PROBLEM -
Among these entries, how many lines have the string "ceil" in them? Only the number is needed.

Collection entries -
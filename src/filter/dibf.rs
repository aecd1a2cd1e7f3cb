//! Deletable Bloom filter.
//!
//! A standard Bloom filter plus a second, coarser bitset that records which
//! regions of the main bitset have seen a collision (a bit set by two or more
//! items). Bits in collision-free regions belong to exactly one item and can
//! be cleared on delete; an item touching any colliding region is never
//! cleared, so deletion cannot introduce a false negative.
//!
//! Based on: https://arxiv.org/pdf/1005.0352.pdf

use std::collections::hash_map::RandomState;
use std::fmt;
use std::hash::{BuildHasher, Hasher};

use super::bitset::Bitset;
use super::MembershipFilter;

/// A hash function over raw key bytes
pub type HashFn = Box<dyn Fn(&[u8]) -> u64 + Send + Sync>;

/// Deletable Bloom filter
pub struct Dibf {
    /// Main bits
    m: u64,
    /// Hash functions per item
    k: u64,
    main: Bitset,
    collisions: Bitset,
    hashers: Vec<HashFn>,
}

impl Dibf {
    /// Create a filter with `m` main bits, `k` hash functions and `r`
    /// collision-region bits. `m` and `k` are raised to at least 1; `r` is
    /// clamped to `m` when it is 0 or larger than `m`.
    pub fn new(m: u64, k: u64, r: u64) -> Self {
        let k = k.max(1);
        Self::with_hashers(m, k, r, default_hashers(k))
    }

    /// Like [`Dibf::new`] but with caller-supplied hash functions. The
    /// number of functions determines `k`.
    pub fn with_hashers(m: u64, k: u64, r: u64, hashers: Vec<HashFn>) -> Self {
        let m = m.max(1);
        let r = if r == 0 || r > m { m } else { r };
        let k = if hashers.is_empty() { k.max(1) } else { hashers.len() as u64 };
        let hashers = if hashers.is_empty() {
            default_hashers(k)
        } else {
            hashers
        };

        Self {
            m,
            k,
            main: Bitset::new(m),
            collisions: Bitset::new(r),
            hashers,
        }
    }

    /// Size a filter for `n` items at false positive rate `fp`, with one
    /// collision bit per `divisor` main bits.
    pub fn with_estimates(n: usize, fp: f64, divisor: f64) -> Self {
        let (m, k) = estimate_parameters(n, fp);
        let r = (m as f64 / divisor) as u64;
        Self::new(m, k, r)
    }

    /// Number of hash functions
    pub fn k(&self) -> u64 {
        self.k
    }

    /// Number of main bits
    pub fn capacity(&self) -> u64 {
        self.m
    }

    /// Number of collision-region bits
    pub fn regions(&self) -> u64 {
        self.collisions.size()
    }

    /// Estimated number of items, from the fraction of set bits.
    ///
    /// Based on: https://en.wikipedia.org/wiki/Bloom_filter#Approximating_the_number_of_items_in_a_Bloom_filter
    pub fn approximate_count(&self) -> u64 {
        let x = self.main.count() as f64;
        let m = self.m as f64;
        let k = self.k as f64;

        if x >= m {
            return u64::MAX;
        }

        let count = (m / k) * (1.0 / (1.0 - x / m)).ln();
        (count + 0.5).floor() as u64
    }

    /// Estimated false positive rate at the current fill.
    ///
    /// Based on: https://en.wikipedia.org/wiki/Bloom_filter#Probability_of_false_positives
    pub fn current_false_positive_rate(&self) -> f64 {
        let n = self.approximate_count() as f64;
        let m = self.m as f64;
        let k = self.k as f64;

        (1.0 - (-k * n / m).exp()).powf(k)
    }

    /// Reset both bitsets.
    pub fn clear(&mut self) {
        self.main.clear();
        self.collisions.clear();
    }

    /// Region of a main bit. When `r` does not divide `m` the tail bits
    /// fold into the last region so every bit stays tracked.
    fn region(&self, bit: u64) -> u64 {
        let regions = self.collisions.size();
        (bit / (self.m / regions)).min(regions - 1)
    }

    fn positions(&self, item: &[u8]) -> Vec<u64> {
        self.hashers.iter().map(|h| h(item) % self.m).collect()
    }
}

impl MembershipFilter for Dibf {
    fn add(&mut self, item: &[u8]) {
        for bit in self.positions(item) {
            if self.main.get(bit) {
                self.collisions.set(self.region(bit));
            }
            self.main.set(bit);
        }
    }

    fn contains(&self, item: &[u8]) -> bool {
        self.positions(item).into_iter().all(|bit| self.main.get(bit))
    }

    fn delete(&mut self, item: &[u8]) -> bool {
        let positions = self.positions(item);

        if !positions.iter().all(|&bit| self.main.get(bit)) {
            return false;
        }

        // One colliding region pins every bit of this item.
        if positions
            .iter()
            .any(|&bit| self.collisions.get(self.region(bit)))
        {
            return false;
        }

        for bit in positions {
            self.main.unset(bit);
        }
        true
    }
}

impl fmt::Debug for Dibf {
    fn fmt(&self, f: &mut fmt::Formatter<'_>) -> fmt::Result {
        f.debug_struct("Dibf")
            .field("m", &self.m)
            .field("k", &self.k)
            .field("regions", &self.collisions.size())
            .field("set_bits", &self.main.count())
            .field("collision_bits", &self.collisions.count())
            .finish()
    }
}

/// Estimate `(m, k)` for `n` items at false positive rate `fp`.
///
/// Based on: https://en.wikipedia.org/wiki/Bloom_filter#Optimal_number_of_hash_functions
pub fn estimate_parameters(n: usize, fp: f64) -> (u64, u64) {
    let ln2 = std::f64::consts::LN_2;
    let m = (-(n as f64) * fp.ln() / (ln2 * ln2)).ceil() as u64;
    let k = (-fp.ln() / ln2).ceil() as u64;
    (m, k)
}

/// `k` double-hashing functions `h1 + i*h2 + i*i` over two randomly seeded
/// hashers. Seeds are per process, which is fine for an unpersisted filter.
pub fn default_hashers(k: u64) -> Vec<HashFn> {
    let s1 = RandomState::new();
    let s2 = RandomState::new();

    (0..k)
        .map(|i| {
            let s1 = s1.clone();
            let s2 = s2.clone();
            Box::new(move |item: &[u8]| {
                let mut h1 = s1.build_hasher();
                h1.write(item);
                let mut h2 = s2.build_hasher();
                h2.write(item);
                h1.finish()
                    .wrapping_add(i.wrapping_mul(h2.finish()))
                    .wrapping_add(i.wrapping_mul(i))
            }) as HashFn
        })
        .collect()
}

REPLY TO THE EXERCISE -
2